Odin (Owain) | Fire Emblem (
shadowglitter) wrote2017-09-04 05:02 pm
ic contact
INBOX
text / audio / video / action
I only drink Chocolate Milk. THE DARKEST OF MILKS!
art credit code credit
INBOX
text / audio / video / action
I only drink Chocolate Milk. THE DARKEST OF MILKS!
art credit code credit
Re: text
and sorry, maybe next time
honestly i could've gone my life without knowing my good pal jon has two dongs but
now i know i guess
i get it. i know it's hard to not be angry about it. i've been rejected before and i egged the person's house
(not a good idea, got arrested)
but if you need space, that's fine
don't feel like you're wrong or anything for needing to take a step back. like i said, that will probably actually be for the best for both of you.
and sorry, but i'm not gonna say what you want to hear. i don't want to incite undue hatred within you or against poe
there are a lot of things in life where you just have to suck it up and be an adult about it and the choices people make in regards to love is one of them
i can tell you something else you might want to hear though
i think crobat has been stalking you
becuase i caught him trying to imitate how you swing your sword around with his air cutter
Re: text
I know that I'm not doing this right, by not sucking it up. I know I'm not being an adult, even though I'm old enough to, like, to not be this sad, about something stupid that happens to everybody.

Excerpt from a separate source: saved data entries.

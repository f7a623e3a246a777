#[cfg(feature = "serde")]
use serde::{Deserialize, Serialize};

/// The default maximum number of search rounds.
pub const DEFAULT_MAX_ROUNDS: usize = 50;

/// The default number of candidates kept after each round.
pub const DEFAULT_POPULATION: usize = 32;

/// The default number of rounds over which an unchanged best fitness stops the search.
pub const DEFAULT_STAGNATION_WINDOW: usize = 5;

/// Options that control the search done by a [`Solver`](super::Solver).
#[derive(Debug, Clone, Copy, PartialEq, Eq)]
#[cfg_attr(feature = "serde", derive(Serialize, Deserialize))]
pub struct SolveOptions {
    /// The maximum number of rounds to run.
    pub max_rounds: usize,

    /// The number of candidates kept after each round. The candidates with the highest fitness
    /// survive.
    pub population: usize,

    /// If the best fitness is identical over this many consecutive rounds, the search stops.
    ///
    /// A window of 0 disables stagnation detection.
    pub stagnation_window: usize,

    /// The number of worker threads used to expand candidates. With 1 thread, candidates are
    /// expanded on the calling thread.
    pub threads: usize,

    /// Whether to substitute every isolated input equation into the other input equations
    /// before the first round.
    pub seed_substitutions: bool,

    /// Whether to substitute isolated candidates into the other candidates after each round.
    pub substitute_isolated: bool,

    /// Whether to also add the basic simplification of each candidate (see
    /// [`rules::algebra`](crate::rules::algebra)) when it is expanded.
    pub reduce: bool,
}

impl Default for SolveOptions {
    fn default() -> Self {
        Self {
            max_rounds: DEFAULT_MAX_ROUNDS,
            population: DEFAULT_POPULATION,
            stagnation_window: DEFAULT_STAGNATION_WINDOW,
            threads: 1,
            seed_substitutions: true,
            substitute_isolated: true,
            reduce: true,
        }
    }
}

impl SolveOptions {
    /// Wraps the given [`SolveOptions`] into a builder for further customization.
    pub fn into_builder(self) -> SolveOptionsBuilder {
        SolveOptionsBuilder(self)
    }
}

/// Helper struct to build a [`SolveOptions`] struct.
#[derive(Debug, Default, Clone, Copy, PartialEq, Eq)]
pub struct SolveOptionsBuilder(SolveOptions);

impl SolveOptionsBuilder {
    /// Creates a new builder with the default options.
    pub fn new() -> Self {
        Self::default()
    }

    /// Sets the maximum number of rounds.
    pub fn max_rounds(mut self, max_rounds: usize) -> Self {
        self.0.max_rounds = max_rounds;
        self
    }

    /// Sets the number of candidates kept after each round. A population of 0 is treated as 1.
    pub fn population(mut self, population: usize) -> Self {
        self.0.population = population.max(1);
        self
    }

    /// Sets the stagnation window. See [`SolveOptions::stagnation_window`] for more information.
    pub fn stagnation_window(mut self, stagnation_window: usize) -> Self {
        self.0.stagnation_window = stagnation_window;
        self
    }

    /// Sets the number of worker threads. A count of 0 is treated as 1.
    pub fn threads(mut self, threads: usize) -> Self {
        self.0.threads = threads.max(1);
        self
    }

    /// Sets whether isolated input equations are substituted into each other before the search.
    pub fn seed_substitutions(mut self, seed_substitutions: bool) -> Self {
        self.0.seed_substitutions = seed_substitutions;
        self
    }

    /// Sets whether isolated candidates are substituted into the other candidates each round.
    pub fn substitute_isolated(mut self, substitute_isolated: bool) -> Self {
        self.0.substitute_isolated = substitute_isolated;
        self
    }

    /// Sets whether the basic simplification of each candidate is added when it is expanded.
    pub fn reduce(mut self, reduce: bool) -> Self {
        self.0.reduce = reduce;
        self
    }

    /// Builds the [`SolveOptions`] struct.
    pub fn build(self) -> SolveOptions {
        self.0
    }
}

If I knew how to be better then I would but I don't so I'm just being bad.
I'm not gonna hate Poe or be mad at him or anything at all, and I don't want you to take my side, to make that happen.
I just want him to be happy.
He hasn't done anything wrong, and, I love him, so, I can't be mad, I just, wish maybe he could have been happy with me. But I know I shouldn't say that because you said I shouldn't think could'ves and should'ves so I'm sorry for saying that.
I'm scared it's going to get worse? That he'll hate me for doing this to him and for messing things up with the person he cares about, more than me.
So he might hate me.
Just, I don't, want this stuff in my chest anymore. Everything feels bad.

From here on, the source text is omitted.